▶ _YOUR OBJECTIVE_
For this exercise, please find the lines in the entries that include the word "delivered" and copy them.
====== DATA IN THIS EXERCISE
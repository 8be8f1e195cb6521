//! Agent lifecycle reducer.
//!
//! The platform drives the agent through install and activation events; this module keeps
//! the resulting phase explicit so fetch handling can refuse to serve before activation.

use std::fmt;

use serde::{Deserialize, Serialize};
use thiserror::Error;

/// Lifecycle phase of one agent build.
#[derive(Debug, Clone, Copy, PartialEq, Eq, Default, Serialize, Deserialize)]
#[serde(rename_all = "kebab-case")]
pub enum WorkerPhase {
    /// Not installed, or a previous install attempt failed.
    #[default]
    Uninstalled,
    /// Precaching the manifest.
    Installing,
    /// Precache complete; waiting to activate.
    Installed,
    /// Removing stale generations and claiming clients.
    Activating,
    /// Serving fetches and relaying shares.
    Active,
}

impl WorkerPhase {
    /// Stable kebab-case name.
    pub const fn as_str(self) -> &'static str {
        match self {
            Self::Uninstalled => "uninstalled",
            Self::Installing => "installing",
            Self::Installed => "installed",
            Self::Activating => "activating",
            Self::Active => "active",
        }
    }

    /// Returns whether fetches may be intercepted in this phase.
    pub const fn serves_fetches(self) -> bool {
        matches!(self, Self::Active)
    }
}

impl fmt::Display for WorkerPhase {
    fn fmt(&self, f: &mut fmt::Formatter<'_>) -> fmt::Result {
        f.write_str(self.as_str())
    }
}

/// Lifecycle transitions requested by the agent.
#[derive(Debug, Clone, Copy, PartialEq, Eq)]
pub enum LifecycleAction {
    /// The platform delivered the install event.
    BeginInstall,
    /// Every manifest asset was cached.
    InstallSucceeded,
    /// Precaching failed; the attempt is abandoned.
    InstallFailed,
    /// The platform delivered the activate event.
    BeginActivate,
    /// Cleanup and client claim finished.
    ActivationCompleted,
}

impl LifecycleAction {
    /// Stable snake_case name used in diagnostics.
    pub const fn as_str(self) -> &'static str {
        match self {
            Self::BeginInstall => "begin_install",
            Self::InstallSucceeded => "install_succeeded",
            Self::InstallFailed => "install_failed",
            Self::BeginActivate => "begin_activate",
            Self::ActivationCompleted => "activation_completed",
        }
    }
}

impl fmt::Display for LifecycleAction {
    fn fmt(&self, f: &mut fmt::Formatter<'_>) -> fmt::Result {
        f.write_str(self.as_str())
    }
}

/// Lifecycle reducer failures.
#[derive(Debug, Error, Clone, Copy, PartialEq, Eq)]
pub enum LifecycleError {
    /// The action does not apply to the current phase.
    #[error("lifecycle action `{action}` is not allowed while {phase}")]
    InvalidTransition {
        /// Phase at dispatch time.
        phase: WorkerPhase,
        /// Rejected action.
        action: LifecycleAction,
    },
}

/// Lifecycle state owned by one agent instance.
#[derive(Debug, Clone, Copy, PartialEq, Eq, Default)]
pub struct LifecycleState {
    /// Current phase.
    pub phase: WorkerPhase,
    /// Install attempts seen by this instance, including failed ones.
    pub install_attempts: u32,
}

impl LifecycleState {
    /// State of an instance whose phase was observed from the platform instead of replayed.
    pub const fn resumed(phase: WorkerPhase) -> Self {
        Self {
            phase,
            install_attempts: 0,
        }
    }
}

/// Applies `action` to `state`.
///
/// # Errors
///
/// Returns [`LifecycleError::InvalidTransition`] and leaves `state` untouched when the
/// action does not apply to the current phase.
pub fn reduce_lifecycle(
    state: &mut LifecycleState,
    action: LifecycleAction,
) -> Result<(), LifecycleError> {
    let next = match (state.phase, action) {
        (WorkerPhase::Uninstalled, LifecycleAction::BeginInstall) => {
            state.install_attempts = state.install_attempts.saturating_add(1);
            WorkerPhase::Installing
        }
        (WorkerPhase::Installing, LifecycleAction::InstallSucceeded) => WorkerPhase::Installed,
        (WorkerPhase::Installing, LifecycleAction::InstallFailed) => WorkerPhase::Uninstalled,
        (WorkerPhase::Installed, LifecycleAction::BeginActivate) => WorkerPhase::Activating,
        (WorkerPhase::Activating, LifecycleAction::ActivationCompleted) => WorkerPhase::Active,
        (phase, action) => return Err(LifecycleError::InvalidTransition { phase, action }),
    };
    state.phase = next;
    Ok(())
}

#[cfg(test)]
mod tests {
    use pretty_assertions::assert_eq;

    use super::*;

    fn run(actions: &[LifecycleAction]) -> Result<LifecycleState, LifecycleError> {
        let mut state = LifecycleState::default();
        for action in actions {
            reduce_lifecycle(&mut state, *action)?;
        }
        Ok(state)
    }

    #[test]
    fn happy_path_reaches_active() {
        let state = run(&[
            LifecycleAction::BeginInstall,
            LifecycleAction::InstallSucceeded,
            LifecycleAction::BeginActivate,
            LifecycleAction::ActivationCompleted,
        ])
        .expect("valid sequence");
        assert_eq!(state.phase, WorkerPhase::Active);
        assert_eq!(state.install_attempts, 1);
        assert!(state.phase.serves_fetches());
    }

    #[test]
    fn failed_install_allows_retry() {
        let state = run(&[
            LifecycleAction::BeginInstall,
            LifecycleAction::InstallFailed,
            LifecycleAction::BeginInstall,
        ])
        .expect("retry allowed");
        assert_eq!(state.phase, WorkerPhase::Installing);
        assert_eq!(state.install_attempts, 2);
    }

    #[test]
    fn activation_before_install_is_rejected() {
        let mut state = LifecycleState::default();
        let err = reduce_lifecycle(&mut state, LifecycleAction::BeginActivate)
            .expect_err("must install first");
        assert_eq!(
            err,
            LifecycleError::InvalidTransition {
                phase: WorkerPhase::Uninstalled,
                action: LifecycleAction::BeginActivate,
            }
        );
        assert_eq!(state, LifecycleState::default());
        assert_eq!(
            err.to_string(),
            "lifecycle action `begin_activate` is not allowed while uninstalled"
        );
    }

    #[test]
    fn only_active_phase_serves_fetches() {
        for phase in [
            WorkerPhase::Uninstalled,
            WorkerPhase::Installing,
            WorkerPhase::Installed,
            WorkerPhase::Activating,
        ] {
            assert!(!phase.serves_fetches(), "{phase} must not serve");
        }
    }

    #[test]
    fn resumed_active_instance_rejects_reinstall() {
        let mut state = LifecycleState::resumed(WorkerPhase::Active);
        assert!(reduce_lifecycle(&mut state, LifecycleAction::BeginInstall).is_err());
        assert_eq!(state.phase, WorkerPhase::Active);
    }
}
============
▶ _ANSWER SPACE_
    /// The platform delivered the install event.
    /// The platform delivered the activate event.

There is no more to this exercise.